▶ Aim of the exercise
Show every line of the records below that contains the word "SceneLayouts".

====

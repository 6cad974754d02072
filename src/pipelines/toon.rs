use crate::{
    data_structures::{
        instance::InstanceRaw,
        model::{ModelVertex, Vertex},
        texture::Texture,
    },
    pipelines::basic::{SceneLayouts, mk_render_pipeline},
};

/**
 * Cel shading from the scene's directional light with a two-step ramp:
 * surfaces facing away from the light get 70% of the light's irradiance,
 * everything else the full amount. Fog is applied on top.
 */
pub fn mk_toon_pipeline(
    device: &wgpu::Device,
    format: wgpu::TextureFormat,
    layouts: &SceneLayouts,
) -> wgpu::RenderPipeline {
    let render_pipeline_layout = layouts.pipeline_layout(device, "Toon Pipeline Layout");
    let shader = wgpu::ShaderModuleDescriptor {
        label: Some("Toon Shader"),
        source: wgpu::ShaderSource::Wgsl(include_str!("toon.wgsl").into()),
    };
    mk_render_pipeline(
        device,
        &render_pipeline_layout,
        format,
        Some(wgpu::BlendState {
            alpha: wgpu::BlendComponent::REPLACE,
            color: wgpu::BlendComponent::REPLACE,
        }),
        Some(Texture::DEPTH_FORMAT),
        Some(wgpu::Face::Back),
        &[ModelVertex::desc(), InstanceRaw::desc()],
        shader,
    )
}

====

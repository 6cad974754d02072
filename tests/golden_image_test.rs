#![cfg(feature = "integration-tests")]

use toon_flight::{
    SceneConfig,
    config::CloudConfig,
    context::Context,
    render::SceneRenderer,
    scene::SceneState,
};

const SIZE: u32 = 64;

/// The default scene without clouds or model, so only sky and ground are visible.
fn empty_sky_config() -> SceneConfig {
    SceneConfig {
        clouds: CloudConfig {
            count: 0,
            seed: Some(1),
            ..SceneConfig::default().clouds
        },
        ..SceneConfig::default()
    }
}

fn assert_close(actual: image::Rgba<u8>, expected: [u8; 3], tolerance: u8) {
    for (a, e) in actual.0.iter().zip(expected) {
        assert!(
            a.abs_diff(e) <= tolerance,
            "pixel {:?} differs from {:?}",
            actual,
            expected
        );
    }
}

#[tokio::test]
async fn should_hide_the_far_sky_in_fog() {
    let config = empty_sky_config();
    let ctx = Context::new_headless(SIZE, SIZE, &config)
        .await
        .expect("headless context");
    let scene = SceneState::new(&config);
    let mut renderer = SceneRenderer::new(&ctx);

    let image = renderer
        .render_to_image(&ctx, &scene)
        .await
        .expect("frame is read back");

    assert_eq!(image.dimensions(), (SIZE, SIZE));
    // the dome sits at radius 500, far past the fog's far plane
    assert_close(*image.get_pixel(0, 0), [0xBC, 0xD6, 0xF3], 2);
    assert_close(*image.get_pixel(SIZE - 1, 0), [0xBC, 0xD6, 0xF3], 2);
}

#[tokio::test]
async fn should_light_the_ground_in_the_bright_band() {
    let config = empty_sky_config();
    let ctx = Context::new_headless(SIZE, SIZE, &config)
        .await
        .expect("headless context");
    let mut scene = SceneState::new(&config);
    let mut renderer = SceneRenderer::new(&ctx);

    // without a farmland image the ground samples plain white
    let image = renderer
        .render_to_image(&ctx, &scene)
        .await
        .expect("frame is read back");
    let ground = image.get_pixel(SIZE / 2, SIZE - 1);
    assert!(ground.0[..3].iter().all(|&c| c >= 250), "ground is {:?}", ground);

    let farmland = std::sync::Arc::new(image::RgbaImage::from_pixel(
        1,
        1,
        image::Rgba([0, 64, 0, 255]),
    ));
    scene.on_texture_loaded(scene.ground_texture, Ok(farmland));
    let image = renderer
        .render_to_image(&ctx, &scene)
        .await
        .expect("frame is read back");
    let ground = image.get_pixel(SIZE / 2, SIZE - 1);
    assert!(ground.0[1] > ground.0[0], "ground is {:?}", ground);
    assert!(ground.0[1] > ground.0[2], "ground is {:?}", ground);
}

====

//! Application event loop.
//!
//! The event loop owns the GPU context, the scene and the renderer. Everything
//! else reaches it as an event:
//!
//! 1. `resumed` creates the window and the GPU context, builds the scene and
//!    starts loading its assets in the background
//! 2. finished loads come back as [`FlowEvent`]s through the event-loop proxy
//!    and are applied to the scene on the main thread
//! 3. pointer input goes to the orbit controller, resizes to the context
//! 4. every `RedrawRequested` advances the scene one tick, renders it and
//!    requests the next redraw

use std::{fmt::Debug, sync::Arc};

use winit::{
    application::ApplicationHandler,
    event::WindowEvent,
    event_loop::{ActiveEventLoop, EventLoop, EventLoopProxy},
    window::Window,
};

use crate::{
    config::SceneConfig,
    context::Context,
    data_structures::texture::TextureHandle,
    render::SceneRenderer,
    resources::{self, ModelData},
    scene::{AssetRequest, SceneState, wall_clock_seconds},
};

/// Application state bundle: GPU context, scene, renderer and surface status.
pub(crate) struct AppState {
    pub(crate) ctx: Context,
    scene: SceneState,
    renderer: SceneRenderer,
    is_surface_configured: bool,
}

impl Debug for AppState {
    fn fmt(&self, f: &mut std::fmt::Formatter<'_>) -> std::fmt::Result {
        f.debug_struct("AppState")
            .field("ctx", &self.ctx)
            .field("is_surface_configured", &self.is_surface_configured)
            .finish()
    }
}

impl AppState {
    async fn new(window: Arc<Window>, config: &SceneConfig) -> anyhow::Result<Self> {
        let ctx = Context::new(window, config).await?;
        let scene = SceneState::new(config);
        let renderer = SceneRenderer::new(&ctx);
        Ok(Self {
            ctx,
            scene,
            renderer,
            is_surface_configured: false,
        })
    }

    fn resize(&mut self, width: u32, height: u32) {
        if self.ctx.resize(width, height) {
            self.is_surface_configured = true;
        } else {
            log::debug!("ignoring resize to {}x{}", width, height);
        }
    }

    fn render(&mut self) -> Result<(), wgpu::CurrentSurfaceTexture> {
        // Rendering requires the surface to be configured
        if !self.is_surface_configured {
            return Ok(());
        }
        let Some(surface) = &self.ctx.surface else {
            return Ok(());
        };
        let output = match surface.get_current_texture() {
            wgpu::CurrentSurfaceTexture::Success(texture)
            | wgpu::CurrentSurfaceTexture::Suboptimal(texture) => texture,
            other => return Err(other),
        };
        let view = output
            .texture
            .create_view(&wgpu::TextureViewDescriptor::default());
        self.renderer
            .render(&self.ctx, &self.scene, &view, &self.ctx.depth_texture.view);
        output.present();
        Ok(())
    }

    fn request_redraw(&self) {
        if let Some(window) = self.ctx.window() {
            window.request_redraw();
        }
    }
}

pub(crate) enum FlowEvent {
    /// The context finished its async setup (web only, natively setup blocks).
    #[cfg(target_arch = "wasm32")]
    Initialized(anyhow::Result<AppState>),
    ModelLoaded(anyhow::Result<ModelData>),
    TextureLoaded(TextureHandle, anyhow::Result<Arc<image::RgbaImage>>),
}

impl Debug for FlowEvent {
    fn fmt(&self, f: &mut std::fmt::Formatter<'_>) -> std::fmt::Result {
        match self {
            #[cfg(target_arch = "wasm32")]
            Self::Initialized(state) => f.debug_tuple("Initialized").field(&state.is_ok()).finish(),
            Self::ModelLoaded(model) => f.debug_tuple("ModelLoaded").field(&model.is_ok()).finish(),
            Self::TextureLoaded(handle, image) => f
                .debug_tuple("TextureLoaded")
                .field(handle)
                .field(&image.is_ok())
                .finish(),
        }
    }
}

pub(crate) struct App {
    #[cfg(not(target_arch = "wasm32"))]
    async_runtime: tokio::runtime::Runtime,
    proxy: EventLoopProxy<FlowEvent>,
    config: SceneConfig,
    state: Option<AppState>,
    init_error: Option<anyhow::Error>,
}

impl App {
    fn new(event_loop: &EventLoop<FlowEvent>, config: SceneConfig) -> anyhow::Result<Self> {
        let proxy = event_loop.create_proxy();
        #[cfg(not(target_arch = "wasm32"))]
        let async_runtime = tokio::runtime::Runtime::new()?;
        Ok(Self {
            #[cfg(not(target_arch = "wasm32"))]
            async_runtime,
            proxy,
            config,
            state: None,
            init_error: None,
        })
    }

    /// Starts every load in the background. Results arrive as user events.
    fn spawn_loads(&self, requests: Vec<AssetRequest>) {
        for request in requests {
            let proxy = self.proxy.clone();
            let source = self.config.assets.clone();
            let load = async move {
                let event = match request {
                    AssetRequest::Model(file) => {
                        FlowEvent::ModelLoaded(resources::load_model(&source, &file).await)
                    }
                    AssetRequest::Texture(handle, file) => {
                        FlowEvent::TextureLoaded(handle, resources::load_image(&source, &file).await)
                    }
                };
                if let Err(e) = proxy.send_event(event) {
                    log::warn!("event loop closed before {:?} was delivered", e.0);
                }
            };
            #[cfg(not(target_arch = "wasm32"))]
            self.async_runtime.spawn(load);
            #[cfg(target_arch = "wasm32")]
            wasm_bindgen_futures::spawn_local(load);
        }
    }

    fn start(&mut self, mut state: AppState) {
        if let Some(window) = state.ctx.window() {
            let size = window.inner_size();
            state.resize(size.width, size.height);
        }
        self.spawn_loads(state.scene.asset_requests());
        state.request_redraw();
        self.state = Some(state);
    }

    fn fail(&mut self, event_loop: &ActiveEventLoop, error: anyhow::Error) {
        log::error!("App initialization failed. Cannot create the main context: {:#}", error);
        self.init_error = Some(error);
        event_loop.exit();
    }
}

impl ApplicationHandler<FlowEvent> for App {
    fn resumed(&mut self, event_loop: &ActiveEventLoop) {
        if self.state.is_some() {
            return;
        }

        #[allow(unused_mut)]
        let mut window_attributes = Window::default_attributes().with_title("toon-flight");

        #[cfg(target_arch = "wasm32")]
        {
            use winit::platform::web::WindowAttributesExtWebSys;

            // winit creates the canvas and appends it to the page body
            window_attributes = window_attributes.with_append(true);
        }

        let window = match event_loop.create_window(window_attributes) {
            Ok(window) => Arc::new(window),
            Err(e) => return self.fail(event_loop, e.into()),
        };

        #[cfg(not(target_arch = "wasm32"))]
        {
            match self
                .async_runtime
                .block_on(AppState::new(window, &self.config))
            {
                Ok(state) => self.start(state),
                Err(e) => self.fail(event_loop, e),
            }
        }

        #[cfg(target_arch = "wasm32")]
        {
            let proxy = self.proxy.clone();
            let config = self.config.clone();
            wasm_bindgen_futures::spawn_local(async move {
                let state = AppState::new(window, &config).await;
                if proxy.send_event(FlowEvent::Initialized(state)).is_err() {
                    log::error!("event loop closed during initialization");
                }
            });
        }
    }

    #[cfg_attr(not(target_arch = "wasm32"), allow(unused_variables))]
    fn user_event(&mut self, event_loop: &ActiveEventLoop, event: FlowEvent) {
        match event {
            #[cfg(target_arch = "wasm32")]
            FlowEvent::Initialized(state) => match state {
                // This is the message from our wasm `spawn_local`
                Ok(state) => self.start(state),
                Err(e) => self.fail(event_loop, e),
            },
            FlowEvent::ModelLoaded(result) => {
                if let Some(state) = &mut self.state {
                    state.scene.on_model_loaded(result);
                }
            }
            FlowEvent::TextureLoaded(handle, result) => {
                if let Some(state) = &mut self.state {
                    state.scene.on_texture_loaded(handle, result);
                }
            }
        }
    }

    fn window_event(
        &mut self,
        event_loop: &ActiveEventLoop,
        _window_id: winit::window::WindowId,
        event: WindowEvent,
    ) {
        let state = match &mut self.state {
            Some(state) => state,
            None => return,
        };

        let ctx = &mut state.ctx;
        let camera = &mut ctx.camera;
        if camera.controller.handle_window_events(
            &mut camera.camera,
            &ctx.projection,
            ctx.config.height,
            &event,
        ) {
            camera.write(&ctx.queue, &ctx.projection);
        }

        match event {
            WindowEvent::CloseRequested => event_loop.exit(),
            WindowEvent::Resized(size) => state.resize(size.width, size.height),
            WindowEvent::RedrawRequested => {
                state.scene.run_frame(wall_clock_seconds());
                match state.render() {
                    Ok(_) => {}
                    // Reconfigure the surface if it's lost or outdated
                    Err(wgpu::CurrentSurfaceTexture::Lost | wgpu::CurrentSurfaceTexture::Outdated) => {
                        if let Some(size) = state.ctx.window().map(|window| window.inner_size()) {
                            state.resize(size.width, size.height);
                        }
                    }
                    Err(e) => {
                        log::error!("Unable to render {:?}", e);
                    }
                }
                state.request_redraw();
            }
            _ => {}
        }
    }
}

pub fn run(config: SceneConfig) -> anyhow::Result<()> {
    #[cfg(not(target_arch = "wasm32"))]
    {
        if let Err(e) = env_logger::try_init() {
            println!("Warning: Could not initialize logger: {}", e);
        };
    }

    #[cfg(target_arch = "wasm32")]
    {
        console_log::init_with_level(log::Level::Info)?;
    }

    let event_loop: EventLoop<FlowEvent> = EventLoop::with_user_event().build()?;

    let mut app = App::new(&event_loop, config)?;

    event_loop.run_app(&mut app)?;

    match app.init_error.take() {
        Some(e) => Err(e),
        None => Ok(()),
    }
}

====

▶ Answer space
    pipelines::basic::{SceneLayouts, mk_render_pipeline},
    layouts: &SceneLayouts,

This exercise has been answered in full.